Learning to Cope With Your Partner's Children

Even the love of your grandest dreams isn’t likely to be 100-percent perfect and may bring challenges to your life you hadn’t anticipated. And as an adult, there is a chance that your dream mate has been previously married and that your new partnership will force you to cope with stepchildren. But a true commitment to love another means that you honor and accept the whole person, and that can mean that you will have to cope with your husband’s or wife’s children. No one says this is easy, but careful guidance will teach you how to build relationships with children that aren’t yours and transform your blended families into a loving and supportive force for you, your partner and each stepchild. When you succeed, your relationship with your partner will not have suffered, but instead will be enriched with greater understanding.

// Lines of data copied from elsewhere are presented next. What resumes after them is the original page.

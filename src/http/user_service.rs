use std::sync::Arc;

use axum::{
    Json, Router,
    extract::{Extension, Path},
    http::HeaderMap,
    routing::{get, post, put},
};
use serde::{Deserialize, Serialize};
use serde_json::{Value, json};

use super::{ApiError, ApiJson, fallback_not_found};
use crate::{
    counter_sync::IDEMPOTENCY_KEY_HEADER,
    counter_update::{CounterUpdateHandler, UpdateStrategy},
    credentials::CredentialService,
    domain::{CounterAdjustment, UserAccount, UserId},
    store::UserStore,
};

#[derive(Clone)]
pub struct UserServiceState {
    pub users: Arc<dyn UserStore>,
    pub counters: CounterUpdateHandler,
    pub credentials: CredentialService,
}

pub fn build_user_router(state: UserServiceState) -> Router {
    Router::new()
        .route("/health", get(health))
        .route("/updatepost", put(update_post_count))
        .route("/login", post(login))
        .route("/signup", post(signup))
        .route("/users/:user_id", get(get_user))
        .fallback(fallback_not_found)
        .layer(Extension(state))
}

#[derive(Serialize)]
struct CounterUpdateResponse {
    message: &'static str,
    user_id: UserId,
    post_count: i64,
    applied: bool,
}

async fn update_post_count(
    Extension(state): Extension<UserServiceState>,
    headers: HeaderMap,
    ApiJson(adjustment): ApiJson<CounterAdjustment>,
) -> Result<Json<CounterUpdateResponse>, ApiError> {
    let key = headers
        .get(IDEMPOTENCY_KEY_HEADER)
        .map(|v| {
            v.to_str()
                .map_err(|_| ApiError::invalid_request("Idempotency-Key must be visible ASCII"))
        })
        .transpose()?
        .filter(|k| !k.is_empty());

    let update = state.counters.update_count(adjustment, key)?;
    Ok(Json(CounterUpdateResponse {
        message: "PostCount Updated Successfully ...",
        user_id: update.user_id,
        post_count: update.post_count,
        applied: update.applied,
    }))
}

#[derive(Debug, Deserialize)]
struct LoginRequest {
    #[serde(default, alias = "Username")]
    username: Option<String>,
    #[serde(default, alias = "Email")]
    email: Option<String>,
    #[serde(default, alias = "Password")]
    password: String,
}

#[derive(Debug, Deserialize)]
struct SignupRequest {
    #[serde(alias = "Username")]
    username: String,
    #[serde(alias = "Email")]
    email: String,
    #[serde(alias = "Password")]
    password: String,
}

#[derive(Serialize)]
struct CredentialResponse {
    message: &'static str,
    user_id: UserId,
}

async fn login(
    Extension(state): Extension<UserServiceState>,
    ApiJson(req): ApiJson<LoginRequest>,
) -> Result<Json<CredentialResponse>, ApiError> {
    // Hash verification is CPU-bound.
    let user = tokio::task::spawn_blocking(move || {
        state
            .credentials
            .login(req.username.as_deref(), req.email.as_deref(), &req.password)
    })
    .await
    .map_err(|e| ApiError::internal(format!("login task: {e}")))??;

    Ok(Json(CredentialResponse {
        message: "Successfully Logged In ...",
        user_id: user.id,
    }))
}

async fn signup(
    Extension(state): Extension<UserServiceState>,
    ApiJson(req): ApiJson<SignupRequest>,
) -> Result<Json<CredentialResponse>, ApiError> {
    let user = tokio::task::spawn_blocking(move || {
        state
            .credentials
            .signup(&req.username, &req.email, &req.password)
    })
    .await
    .map_err(|e| ApiError::internal(format!("signup task: {e}")))??;

    Ok(Json(CredentialResponse {
        message: "Successfully Signed In ...",
        user_id: user.id,
    }))
}

#[derive(Serialize)]
struct UserView {
    id: UserId,
    name: String,
    email: String,
    post_count: i64,
}

impl From<UserAccount> for UserView {
    fn from(user: UserAccount) -> Self {
        Self {
            id: user.id,
            name: user.name,
            email: user.email,
            post_count: user.post_count,
        }
    }
}

async fn get_user(
    Extension(state): Extension<UserServiceState>,
    Path(user_id): Path<UserId>,
) -> Result<Json<UserView>, ApiError> {
    let user = state
        .users
        .get_user(user_id)?
        .ok_or_else(|| ApiError::not_found(format!("user not found: {user_id}")))?;
    Ok(Json(user.into()))
}

async fn health(Extension(state): Extension<UserServiceState>) -> Json<Value> {
    let strategy = match state.counters.strategy() {
        UpdateStrategy::Atomic => "atomic",
        UpdateStrategy::ReadModifyWrite => "read-modify-write",
    };
    Json(json!({
        "status": "ok",
        "version": crate::version::VERSION,
        "counter_update_strategy": strategy,
        "password_checks": state.credentials.password_checks(),
    }))
}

You are with the love of your grandest dreams, but there is a problem: children, and they aren’t yours. Does this sound familiar? With the number of second marriages on the rise, blended families are no longer a novelty. Second marriages often bring the added complexity of integrating children into your life for the first time, coping with stepchildren, or adding your partner’s to your own. Are you honestly ready to meet that challenge? The Attitude Doc can provide solutions you can use today and in the future to insure your happiness in the relationship and in all areas of your life.

Let’s assume you don’t have children of your own. It is a tremendous lifestyle change to suddenly have to cope with your husband’s or wife’s children and that you will have to learn to make room for them in your life and in the relationship. Young children present special challenges, and we all know what having a teenager around can mean! Whether it is dealing with spills on the carpet, or meeting with the principal because your new teenager has just told his math teacher he’s stupid, you are going to have to make adjustments in order to maintain joy in the relationship.

Perhaps you are living in the fantasy that a positive solution would only include your partner without a stepchild. If you think you are second on the totem pole, chances are it's true. Your partner's children most likely do come first. Either you accept the children and honor their presence, or you do not. The latter will bring more stress, eventual distance from your partner, and possibly a separation or loss of the relationship. Have you acknowledged that you are resisting what is? Your partner does have children, and all the sorcery of Harry Potter is not going to make them disappear.

Whether or not you believe it is true, it is possible to come to understand and believe that there is no order of love on the family totem pole. There can just be love. If there is deep love, trust, understanding, openness, shared goals, and friendship between you and your partner, there isn't anything that can't be accomplished with communication as the key.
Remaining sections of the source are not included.